Trephionus cylindriphallus

Scientific classification
- Domain: Eukaryota
- Kingdom: Animalia
- Phylum: Arthropoda
- Class: Insecta
- Order: Coleoptera
- Suborder: Adephaga
- Family: Carabidae
- Genus: Trephionus
- Species: T. cylindriphallus
- Binomial name: Trephionus cylindriphallus Sasakawa, 2018

= Trephionus cylindriphallus =

- Genus: Trephionus
- Species: cylindriphallus
- Authority: Sasakawa, 2018

Species of beetle

Trephionus cylindriphallus is a species of beetle belonging to the family Carabidae. It is endemic to Japan.

==Taxonomy==
Trephionus cylindriphallus was described by the entomologist Kôji Sasakawa in 2018 on the basis of an adult male specimen collected in University of Tokyo Chichibu Forest in Saitama Prefecture, Japan. The specific epithet cylindriphallus refers to the robust, cylindrical shape of the endophallus. The Japanese common name for the beetle is Chichibu-hoso-hirata-gomimushi.

==Description==
The body length of male is about 8.9–9.8 mm, whereas that of the female is 8.2–10.0 mm. The dorsal surface is dark brown to black in color. The lateral margins of the pronotum, just before the hind angles, are only slightly curved inward. The first segments of the mid and hind tarsi are grooved on both sides, and the fifth segment bears two small setae on the dorsal side.

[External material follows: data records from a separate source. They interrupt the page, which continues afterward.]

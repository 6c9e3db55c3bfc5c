use std::path::PathBuf;
use std::sync::Arc;
use std::time::Duration;

use anyhow::Result;
use serde_json::json;
use tracing::Instrument as _;

use pcf_samples::config_manager;
use pcf_samples::controls::{
    DebouncedInput, ENVIRONMENT_VARIABLE_NAME, EventPasser, EventReceiver, ExecuteMultipleSample,
    LazyLoaderGrid, TextEcho, WebApiSample,
};
use pcf_samples::services::InMemoryWebApi;
use pcf_samples::{ControlHost, Page, StandardControl};

#[tokio::main]
async fn main() -> Result<()> {
    pcf_samples::init_logging();

    let config_path = config_manager::resolve_config_path(parse_config_path());
    let config = config_manager::load_config_or_default(&config_path)?;
    println!("Config loaded from {}", config_path.display());

    let web_api = Arc::new(InMemoryWebApi::new());
    seed_demo_data(&web_api)?;

    let page = Page::with_web_api(config, web_api.clone())?;

    run_event_demo(&page)?;
    run_execute_demo(&page, &web_api)
        .instrument(tracing::info_span!("execute_multiple"))
        .await?;
    run_debounce_demo(&page).await?;
    run_text_echo_demo(&page)?;
    run_grid_demo(&page)?;
    run_web_api_demo(&page).await?;

    Ok(())
}

/// Parse config path from command line arguments
fn parse_config_path() -> Option<PathBuf> {
    let mut args = std::env::args().skip(1);

    while let Some(flag) = args.next() {
        if flag == "--config" {
            if let Some(value) = args.next() {
                return Some(PathBuf::from(value));
            }
        }
    }
    None
}

fn seed_demo_data(web_api: &InMemoryWebApi) -> Result<()> {
    for (name, email) in [
        ("Nancy Anderson", "nancy@contoso.com"),
        ("Ravi Kumar", "ravi@contoso.com"),
        ("Yvonne McKay", "yvonne@contoso.com"),
    ] {
        web_api.seed(
            "contact",
            json!({ "fullname": name, "emailaddress1": email }),
        )?;
    }
    web_api.set_environment_variable(ENVIRONMENT_VARIABLE_NAME, "Hello from the environment");
    Ok(())
}

fn show<C: StandardControl>(host: &mut ControlHost<C>) -> Result<()> {
    println!("--- {} ---", host.context().component_id);
    println!("{}", host.update_view()?);
    Ok(())
}

fn run_event_demo(page: &Page) -> Result<()> {
    let _span = tracing::info_span!("event_bus").entered();

    let mut receiver = page.mount(EventReceiver::new(), page.control_context("EventReceiverPCF"))?;
    let mut passer = page.mount(EventPasser::new(), page.control_context("EventPasserPCF"))?;

    for _ in 0..2 {
        let report = passer.control_mut()?.click()?;
        log::info!("Event delivered to {} listener(s)", report.delivered);
    }

    show(&mut passer)?;
    show(&mut receiver)?;
    println!("{:?}", receiver.get_outputs()?);

    passer.destroy()?;
    receiver.destroy()?;
    Ok(())
}

async fn run_execute_demo(page: &Page, web_api: &InMemoryWebApi) -> Result<()> {
    let mut sample = page.mount(
        ExecuteMultipleSample::new(),
        page.control_context("ExecuteMultiplePCF"),
    )?;

    sample.control_mut()?.run_basic().await?;
    sample.control_mut()?.run_bulk().await?;
    sample.control_mut()?.run_advanced().await?;

    show(&mut sample)?;
    println!("{} account record(s) stored", web_api.records("account").len());
    log::info!("Host tables: {:?}", web_api.entity_names());

    sample.destroy()?;
    Ok(())
}

async fn run_debounce_demo(page: &Page) -> Result<()> {
    let mut input = page.mount(DebouncedInput::new(), page.control_context("DebouncerPCF"))?;
    let delay = Duration::from_millis(page.services().config().debounce.delay_ms);

    for text in ["H", "He", "Hel", "Hell", "Hello"] {
        input.control_mut()?.on_input(text);
        tokio::time::sleep(delay / 4).await;
    }
    show(&mut input)?;

    tokio::time::sleep(delay * 2).await;
    show(&mut input)?;

    input.destroy()?;
    Ok(())
}

fn run_text_echo_demo(page: &Page) -> Result<()> {
    let context = page
        .control_context("FluentExample")
        .with_parameter("label", json!("Input label for Fluent example"));
    let mut echo = page.mount(TextEcho::new(), context)?;

    echo.control_mut()?.set_text("Mirrored as you type");
    show(&mut echo)?;

    echo.destroy()?;
    Ok(())
}

fn run_grid_demo(page: &Page) -> Result<()> {
    let mut grid = page.mount(LazyLoaderGrid::new(), page.control_context("LazyLoader"))?;

    grid.control_mut()?.click_header("id")?;
    grid.control_mut()?.click_header("id")?;
    grid.control_mut()?.scroll_to(44 * 10);
    show(&mut grid)?;
    println!("{:?}", grid.get_outputs()?);

    grid.destroy()?;
    Ok(())
}

async fn run_web_api_demo(page: &Page) -> Result<()> {
    let mut sample = page.mount(WebApiSample::new(), page.control_context("WebAPISample"))?;

    // Each button reports its own failure in the view; keep going
    let control = sample.control_mut()?;
    let _ = control.create_account().await;
    let _ = control.retrieve_contacts().await;
    let _ = control.retrieve_environment_variable().await;
    let _ = control.validate_fetch_xml().await;

    show(&mut sample)?;

    sample.destroy()?;
    Ok(())
}
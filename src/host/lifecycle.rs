//! Control lifecycle contract
//!
//! Every sample control implements [`StandardControl`]. The host calls
//! `init` once, then any number of `update_view`/`get_outputs`, then
//! `destroy`. [`crate::host::ControlHost`] enforces that order.

use std::{
    collections::BTreeMap,
    fmt,
    sync::{
        Arc,
        atomic::{AtomicUsize, Ordering},
    },
};

use anyhow::Result;
use serde_json::Value;

use pcf_event_bus::PageContext;

use crate::app::ServiceRegistry;

/// Values a control reports back to the host
pub type Outputs = BTreeMap<String, Value>;

/// Everything the host hands a control
#[derive(Clone)]
pub struct ControlContext {
    /// Identifier of this control instance on the page
    pub component_id: String,
    pub page: Arc<PageContext>,
    pub services: ServiceRegistry,
    /// Bound input properties
    pub parameters: BTreeMap<String, Value>,
}

impl ControlContext {
    pub fn new(
        component_id: impl Into<String>,
        page: Arc<PageContext>,
        services: ServiceRegistry,
    ) -> Self {
        Self {
            component_id: component_id.into(),
            page,
            services,
            parameters: BTreeMap::new(),
        }
    }

    pub fn with_parameter(mut self, name: impl Into<String>, value: Value) -> Self {
        self.parameters.insert(name.into(), value);
        self
    }

    pub fn parameter(&self, name: &str) -> Option<&Value> {
        self.parameters.get(name)
    }

    /// String parameter, `None` when absent or not a string
    pub fn string_parameter(&self, name: &str) -> Option<&str> {
        self.parameters.get(name).and_then(Value::as_str)
    }
}

impl fmt::Debug for ControlContext {
    fn fmt(&self, f: &mut fmt::Formatter<'_>) -> fmt::Result {
        f.debug_struct("ControlContext")
            .field("component_id", &self.component_id)
            .field("parameters", &self.parameters)
            .finish()
    }
}

/// Lets a control tell the host its outputs changed
#[derive(Clone)]
pub struct OutputNotifier {
    changes: Arc<AtomicUsize>,
    callback: Option<Arc<dyn Fn() + Send + Sync>>,
}

impl OutputNotifier {
    pub fn new() -> Self {
        Self {
            changes: Arc::new(AtomicUsize::new(0)),
            callback: None,
        }
    }

    pub fn with_callback<F>(callback: F) -> Self
    where
        F: Fn() + Send + Sync + 'static,
    {
        Self {
            changes: Arc::new(AtomicUsize::new(0)),
            callback: Some(Arc::new(callback)),
        }
    }

    pub fn notify_output_changed(&self) {
        self.changes.fetch_add(1, Ordering::SeqCst);
        if let Some(callback) = &self.callback {
            callback();
        }
    }

    /// Number of notifications so far
    pub fn change_count(&self) -> usize {
        self.changes.load(Ordering::SeqCst)
    }
}

impl Default for OutputNotifier {
    fn default() -> Self {
        Self::new()
    }
}

/// Text rendering of a control, one line per element
#[derive(Debug, Clone, Default, PartialEq, Eq)]
pub struct View {
    pub lines: Vec<String>,
}

impl View {
    pub fn new() -> Self {
        Self::default()
    }

    pub fn line(mut self, line: impl Into<String>) -> Self {
        self.lines.push(line.into());
        self
    }

    pub fn contains(&self, needle: &str) -> bool {
        self.lines.iter().any(|line| line.contains(needle))
    }
}

impl fmt::Display for View {
    fn fmt(&self, f: &mut fmt::Formatter<'_>) -> fmt::Result {
        f.write_str(&self.lines.join("\n"))
    }
}

pub trait StandardControl: Send {
    /// Called once before anything else
    fn init(&mut self, context: &ControlContext, notifier: OutputNotifier) -> Result<()>;

    /// Called whenever bound inputs change or the host re-renders
    fn update_view(&mut self, context: &ControlContext) -> View;

    fn get_outputs(&self) -> Outputs;

    /// Release subscriptions and timers; no calls follow
    fn destroy(&mut self);
}
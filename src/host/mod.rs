mod container;
mod lifecycle;

pub use container::{ControlHost, ControlState, LifecycleError};
pub use lifecycle::{ControlContext, OutputNotifier, Outputs, StandardControl, View};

In males, the aedeagus has a rounded tip, and the endophallus is thick, nearly straight, and directed toward the rear. The gonopore opens toward the upper right side. The dorsobasal lobe is only slightly swollen, while the right laterobasal lobe is broadly swollen, with its basal diameter equal to the width of the aedeagus. The left laterobasal lobe is absent. The dorsoapical lobe is semi-ellipsoid in shape, with a basal diameter less than half the width of the aedeagus. The sclerotized lobe is less hardened than the aedeagus, and the front-to-back length of the sclerotized rim of the gonopore is equal to the top-to-bottom length of the sclerotized lobe.

Trephionus cylindriphallus resembles T. kinoshitai and T. niumontanus in having secondary setae on the dorsal side of the mid and hind tarsal segment 5, but is distinguished from kinoshitai by the slightly curved lateral margin of pronotum near base, and from niumontanus by its smaller body.